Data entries
--*--

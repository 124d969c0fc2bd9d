//! Option chain records
//!
//! Market data for one ticker as it travels to and from the web front end:
//! per expiration date, one record per listed call or put. Field names on the
//! wire are the display labels the front end renders as table headers.

use serde::{Deserialize, Serialize};
use std::collections::BTreeMap;

use super::error::{HeatmapError, HeatmapResult};
use super::option::OptionType;

/// Placeholder shown for a quote field the provider did not report
pub const MISSING: &str = "-";

/// Records keyed by expiration date (`YYYY-MM-DD`)
pub type ExpiryMap = BTreeMap<String, Vec<ContractRecord>>;

/// One row of an option chain
#[derive(Debug, Clone, PartialEq, Serialize, Deserialize)]
pub struct ContractRecord {
    #[serde(rename = "Contract Name")]
    pub contract_symbol: String,
    #[serde(rename = "Strike")]
    pub strike: f64,
    #[serde(rename = "Last Price", default)]
    pub last_price: Option<f64>,
    #[serde(rename = "Bid", default)]
    pub bid: Option<f64>,
    #[serde(rename = "Ask", default)]
    pub ask: Option<f64>,
    #[serde(rename = "Change", default)]
    pub change: Option<f64>,
    #[serde(rename = "% Change", default)]
    pub percent_change: Option<f64>,
    #[serde(rename = "Volume", default, with = "dash_or_count")]
    pub volume: Option<u64>,
    #[serde(rename = "Open Interest", default, with = "dash_or_count")]
    pub open_interest: Option<u64>,
    /// Percentage string such as `"31.25%"`, or `"-"` when undefined
    #[serde(rename = "Implied Volatility", default = "missing")]
    pub implied_volatility: String,
    #[serde(rename = "Underlying Price")]
    pub underlying_price: f64,
}

fn missing() -> String {
    MISSING.to_string()
}

impl ContractRecord {
    /// Format a provider volatility (fraction) for display
    pub fn format_implied_volatility(iv: Option<f64>) -> String {
        match iv {
            Some(v) if v.is_finite() && v != 0.0 => format!("{:.2}%", v * 100.0),
            _ => missing(),
        }
    }

    /// Implied volatility as an annualized fraction
    pub fn implied_volatility_fraction(&self) -> HeatmapResult<f64> {
        let raw = self.implied_volatility.trim();
        if raw == MISSING {
            return Err(HeatmapError::invalid_argument(format!(
                "{} has no implied volatility",
                self.contract_symbol
            )));
        }

        raw.trim_end_matches('%')
            .trim()
            .parse::<f64>()
            .map(|pct| pct / 100.0)
            .map_err(|_| {
                HeatmapError::invalid_argument(format!(
                    "unparsable implied volatility '{}' for {}",
                    raw, self.contract_symbol
                ))
            })
    }
}

/// Option chain for one ticker across all listed expirations
#[derive(Debug, Clone, Default, Serialize, Deserialize)]
pub struct OptionChain {
    /// Expiration dates in provider order
    pub expirations: Vec<String>,
    pub underlying_price: f64,
    pub calls: ExpiryMap,
    pub puts: ExpiryMap,
}

impl OptionChain {
    pub fn new(underlying_price: f64) -> Self {
        Self {
            underlying_price,
            ..Default::default()
        }
    }

    /// Records for one side of the chain
    pub fn side(&self, option_type: OptionType) -> &ExpiryMap {
        match option_type {
            OptionType::Call => &self.calls,
            OptionType::Put => &self.puts,
        }
    }

    pub fn is_empty(&self) -> bool {
        self.calls.values().all(Vec::is_empty) && self.puts.values().all(Vec::is_empty)
    }

    /// Listed strikes for one expiration, ascending
    pub fn strikes(&self, expiration: &str, option_type: OptionType) -> Vec<f64> {
        let mut strikes: Vec<f64> = self
            .side(option_type)
            .get(expiration)
            .map(|records| records.iter().map(|r| r.strike).collect())
            .unwrap_or_default();
        strikes.sort_by(f64::total_cmp);
        strikes
    }
}

/// Volume-style counts: a number, or `"-"` when the provider omits them
mod dash_or_count {
    use serde::{Deserialize, Deserializer, Serializer};

    #[derive(Deserialize)]
    #[serde(untagged)]
    enum Raw {
        Number(f64),
        Text(String),
    }

    pub fn serialize<S: Serializer>(value: &Option<u64>, s: S) -> Result<S::Ok, S::Error> {
        match value {
            Some(n) => s.serialize_u64(*n),
            None => s.serialize_str(super::MISSING),
        }
    }

    pub fn deserialize<'de, D: Deserializer<'de>>(d: D) -> Result<Option<u64>, D::Error> {
        Ok(match Option::<Raw>::deserialize(d)? {
            Some(Raw::Number(n)) if n.is_finite() && n >= 0.0 => Some(n as u64),
            Some(Raw::Text(t)) => t.trim().parse::<u64>().ok(),
            _ => None,
        })
    }
}
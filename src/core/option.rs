//! Option type and resolved contract inputs
//!
//! A `Contract` is the set of scalars the pricer needs for one listed option,
//! built per request from a chain record and never mutated afterwards.

use serde::{Deserialize, Serialize};
use std::fmt;
use std::str::FromStr;

use super::error::HeatmapError;

/// Option type (Call or Put)
#[derive(Debug, Clone, Copy, Default, PartialEq, Eq, Hash, Serialize, Deserialize)]
#[serde(rename_all = "lowercase")]
pub enum OptionType {
    #[default]
    #[serde(alias = "c", alias = "calls")]
    Call,
    #[serde(alias = "p", alias = "puts")]
    Put,
}

impl OptionType {
    /// Intrinsic value at given spot
    pub fn intrinsic(&self, spot: f64, strike: f64) -> f64 {
        match self {
            OptionType::Call => (spot - strike).max(0.0),
            OptionType::Put => (strike - spot).max(0.0),
        }
    }
}

impl FromStr for OptionType {
    type Err = HeatmapError;

    /// Accepts the short tags used by the web front end (`c`, `p`) as well as
    /// the chain side names (`calls`, `puts`).
    fn from_str(s: &str) -> Result<Self, Self::Err> {
        match s.trim().to_ascii_lowercase().as_str() {
            "c" | "call" | "calls" => Ok(OptionType::Call),
            "p" | "put" | "puts" => Ok(OptionType::Put),
            other => Err(HeatmapError::invalid_argument(format!(
                "unrecognized option type '{}'",
                other
            ))),
        }
    }
}

impl fmt::Display for OptionType {
    fn fmt(&self, f: &mut fmt::Formatter<'_>) -> fmt::Result {
        match self {
            OptionType::Call => write!(f, "call"),
            OptionType::Put => write!(f, "put"),
        }
    }
}

/// Resolved pricing inputs for a single contract
#[derive(Debug, Clone, PartialEq, Serialize, Deserialize)]
pub struct Contract {
    /// Underlying last trade price
    #[serde(alias = "under_price")]
    pub underlying_price: f64,
    pub strike_price: f64,
    /// Years to expiry (calendar days / 365)
    #[serde(alias = "time")]
    pub time_to_expiry: f64,
    /// Annualized, as a fraction (0.30 rather than 30%)
    #[serde(alias = "vol")]
    pub implied_volatility: f64,
    /// Annualized, as a fraction
    #[serde(alias = "intrest")]
    pub risk_free_rate: f64,
    #[serde(default)]
    pub option_type: OptionType,
    /// Market price used as the P&L baseline
    #[serde(alias = "option_price")]
    pub last_traded_price: f64,
}

impl Contract {
    /// Days to expiry, rounded half-to-even
    pub fn days_to_expiry(&self) -> i64 {
        (self.time_to_expiry * 365.0).round_ties_even() as i64
    }

    /// Copy of this contract priced as the other side
    pub fn with_option_type(&self, option_type: OptionType) -> Self {
        Self {
            option_type,
            ..self.clone()
        }
    }
}
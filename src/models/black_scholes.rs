//! Black-Scholes Model
//!
//! European call/put pricing from five scalars. Used by the heatmap engine to
//! revalue a contract at every (underlying price, days to expiry) cell.
//!
//! Inputs are validated up front: a zero volatility or a non-positive
//! underlying/strike has no finite d1, so those are reported as
//! `HeatmapError::Domain` instead of leaking NaN into the grid.

use statrs::distribution::{ContinuousCDF, Normal};

use crate::core::{HeatmapError, HeatmapResult, OptionType};

/// Stand-in for a time to expiry of exactly zero, keeping d1/d2 finite.
/// The resulting price is near intrinsic, not the exact expiry limit.
pub const EXPIRY_EPSILON: f64 = 1e-7;

/// Standard normal CDF
pub fn norm_cdf(x: f64) -> f64 {
    Normal::standard().cdf(x)
}

/// Black-Scholes d1 and d2
fn d1_d2(spot: f64, strike: f64, time: f64, vol: f64, rate: f64) -> (f64, f64) {
    let vol_sqrt_t = vol * time.sqrt();
    let d1 = ((spot / strike).ln() + (rate + 0.5 * vol * vol) * time) / vol_sqrt_t;
    (d1, d1 - vol_sqrt_t)
}

/// Black-Scholes European option price
///
/// `time` is in years and `vol`/`rate` are annualized fractions.
pub fn price(
    spot: f64,
    strike: f64,
    time: f64,
    vol: f64,
    rate: f64,
    option_type: OptionType,
) -> HeatmapResult<f64> {
    if !(spot > 0.0 && spot.is_finite()) {
        return Err(HeatmapError::domain(format!(
            "underlying price must be positive, got {}",
            spot
        )));
    }
    if !(strike > 0.0 && strike.is_finite()) {
        return Err(HeatmapError::domain(format!("strike must be positive, got {}", strike)));
    }
    if !(vol > 0.0 && vol.is_finite()) {
        return Err(HeatmapError::domain(format!("volatility must be positive, got {}", vol)));
    }
    if !(time >= 0.0 && time.is_finite()) {
        return Err(HeatmapError::domain(format!(
            "time to expiry must be non-negative, got {}",
            time
        )));
    }
    if !rate.is_finite() {
        return Err(HeatmapError::domain("risk-free rate is not finite"));
    }

    let time = if time == 0.0 { EXPIRY_EPSILON } else { time };
    let (d1, d2) = d1_d2(spot, strike, time, vol, rate);
    let discounted_strike = strike * (-rate * time).exp();

    let value = match option_type {
        OptionType::Call => spot * norm_cdf(d1) - discounted_strike * norm_cdf(d2),
        OptionType::Put => discounted_strike * norm_cdf(-d2) - spot * norm_cdf(-d1),
    };
    Ok(value)
}
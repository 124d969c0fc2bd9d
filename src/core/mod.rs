//! Core data types
//!
//! Defines fundamental types:
//! - Contract: resolved pricing inputs for one option
//! - OptionType: call/put tag
//! - ContractRecord / OptionChain: market data as fetched
//! - HeatmapError: crate-wide error

pub mod error;
pub mod option;
pub mod quote;

pub use error::*;
pub use option::*;
pub use quote::*;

--*--

→ What you are asked to do: Scan the entries above, and wherever a line holds the string "ticker", copy it.

→ Answer section:
//! Market data for one ticker as it travels to and from the web front end:
/// Option chain for one ticker across all listed expirations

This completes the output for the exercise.